Il vient de fermer la porte derrière moi, le vieux. Je suis coincé comme un chien. On s’était mis d’accord pour qu’il me montre cette cave dans laquelle la drogue est coupée, pesée puis conditionnée. Il devait rester avec moi le temps que je fasse quelques photos, et on devait aller en parler chez lui autour d’un café turc. Mais si ça sent bien le shit ici, ça sent aussi la sueur, sans trop savoir quelle odeur domine l’autre. Le vieux ne cherche pas lui. «Si ça pue l’homme, ça pue la merde», grommelle-t-il en s’éclipsant plus vite que ne le laisserait imaginer sa patte folle.
Le vieux, on s’en méfie dans le coin parce qu’il renseigne tout le monde, les paumés, les dealers, les locataires, les proprios, les flics, tant qu’il y gagne quelque chose, en nature ou en service. «Vous me faites un bon article sur les dealers du B, comme ça, à la mairie, ils finiront bien par le détruire ce putain de bâtiment, et ça arrangerait du monde». C’est son deal avec moi. Le journalisme, c’est aussi se laisser manipuler un peu, en conscience et en contrôle.
Mais les lieux ne sont pas vides comme prévu, les dealers du B sont là. Ils coupent, pèsent, emballent quand nous entrons. Trois branquignols qui sursautent comme des bébés réveillés par une porte qui claque, persuadés d’être face à des flics avec matraques, gazeuses et menottes bientôt trop serrées, prêts à déguerpir par-derrière, via le trou de ce qui a dû être une fenêtre.
«Oh! putain! Tu viens nous regarder même ici, le journaliste?» Il y a du soulagement dans la voix du garçon gras comme un kebab, car il sait que la fuite aurait été compliquée pour lui. Oui, je viens les regarder jusqu’ici, dans ce trou de poussière, jusqu’au fond de ce qui fait leur vie à ces minots dont tant de monde commente le pourquoi du comment sans vraiment connaître leur réalité.

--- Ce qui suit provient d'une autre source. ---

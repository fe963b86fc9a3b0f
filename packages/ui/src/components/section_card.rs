use dioxus::prelude::*;
use dioxus_free_icons::icons::fa_solid_icons::{FaChevronDown, FaChevronUp};
use dioxus_free_icons::Icon;

/// Collapsible card used for page sections and other expandable rows.
#[component]
pub fn SectionCard(
    title: String,
    open: bool,
    on_toggle: EventHandler<()>,
    children: Element,
) -> Element {
    rsx! {
        div {
            class: "section-card",
            button {
                r#type: "button",
                class: "section-card-header",
                onclick: move |_| on_toggle.call(()),
                span { class: "section-card-title", "{title}" }
                if open {
                    Icon { icon: FaChevronUp, width: 14, height: 14 }
                } else {
                    Icon { icon: FaChevronDown, width: 14, height: 14 }
                }
            }
            if open {
                div {
                    class: "section-card-body",
                    {children}
                }
            }
        }
    }
}
//! Newsroom endpoints.

use reqwest::Method;
use store::forms::NewsForm;
use store::models::NewsItem;

use crate::{ApiClient, ApiError};

impl ApiClient {
    /// `GET /news/fetchnews`
    pub async fn news(&self) -> Result<Vec<NewsItem>, ApiError> {
        self.get_data("/news/fetchnews").await
    }

    /// `POST /news/createnews`
    pub async fn create_news(&self, form: &NewsForm) -> Result<String, ApiError> {
        let envelope = self
            .send_json::<NewsItem, _>(Method::POST, "/news/createnews", form)
            .await?;
        Ok(Self::message(envelope))
    }

    /// `PUT /news/edit/{id}`
    pub async fn edit_news(&self, id: &str, form: &NewsForm) -> Result<String, ApiError> {
        let envelope = self
            .send_json::<NewsItem, _>(Method::PUT, &format!("/news/edit/{id}"), form)
            .await?;
        Ok(Self::message(envelope))
    }

    /// `DELETE /news/delete/{id}`
    pub async fn delete_news(&self, id: &str) -> Result<String, ApiError> {
        self.send_empty(Method::DELETE, &format!("/news/delete/{id}"))
            .await
    }
}

#[cfg(test)]
mod tests {
    use store::forms::NewsForm;
    use store::models::{MediaItem, MediaKind};

    #[test]
    fn news_form_serializes_media_list() {
        let form = NewsForm {
            id: None,
            title: "Lab opening".into(),
            brief: "New facility opens".into(),
            content: "The new laboratory opened this week with three wings.".into(),
            thumbnail: "https://cdn.example/t.png".into(),
            date: "2024-09-12".into(),
            media: vec![MediaItem {
                kind: MediaKind::Image,
                url: "https://cdn.example/a.png".into(),
                thumbnail: Some("https://cdn.example/a.png".into()),
            }],
        };
        let json = serde_json::to_value(&form).unwrap();
        assert_eq!(json["media"][0]["type"], "image");
        assert!(json.get("id").is_none());
    }
}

Aussitôt qu’on se reconnaît, eux et moi, que les craintes de chacun retombent en même temps que nos pulsations cardiaques, je prends place sur un fauteuil de bureau découpé au cutter, juste entre le gros et celui que je connais le mieux, Tadjidine, surnommé «Canard» par tout le monde à cause d’une voix nasillarde à s’en retenir de rire presque à chaque fois.
Même sa mère l’appelle Canard, et c’est elle qui me l’a présenté quelques mois plus tôt. «C’est un gentil garçon tu vas voir, m’assurait-elle avec son accent vaudou, que y veut s’amuser, que y veut s’amuser, rien d’autre.» Elle me l’avait amené par l’oreille. Le gamin, j’ai vu la suspicion quitter son regard quand je lui ai appris mes origines corses, comme ça, pour jouer aussi les déracinés comme lui et dompter un peu le sauvage qu’il faisait souvent semblant d’être.
Depuis, il m’appelle par mon surnom corse, «Baracca», que l’on prononce en avalant le a final. «Comme Obama?» me lançait-il la première fois. «Non, comme une maison», je lui répondais. Comme celle de ma famille là-haut dans l’Alta Rocca. «Ça veut aussi dire costaud», j’ajoutais pour fignoler le personnage. Dans son cerveau livré à lui-même d’adolescent en errance, un Corse de la montagne, c’est valorisant comme connaissance! Comme côtoyer un beau bandit, mais pas dangereux.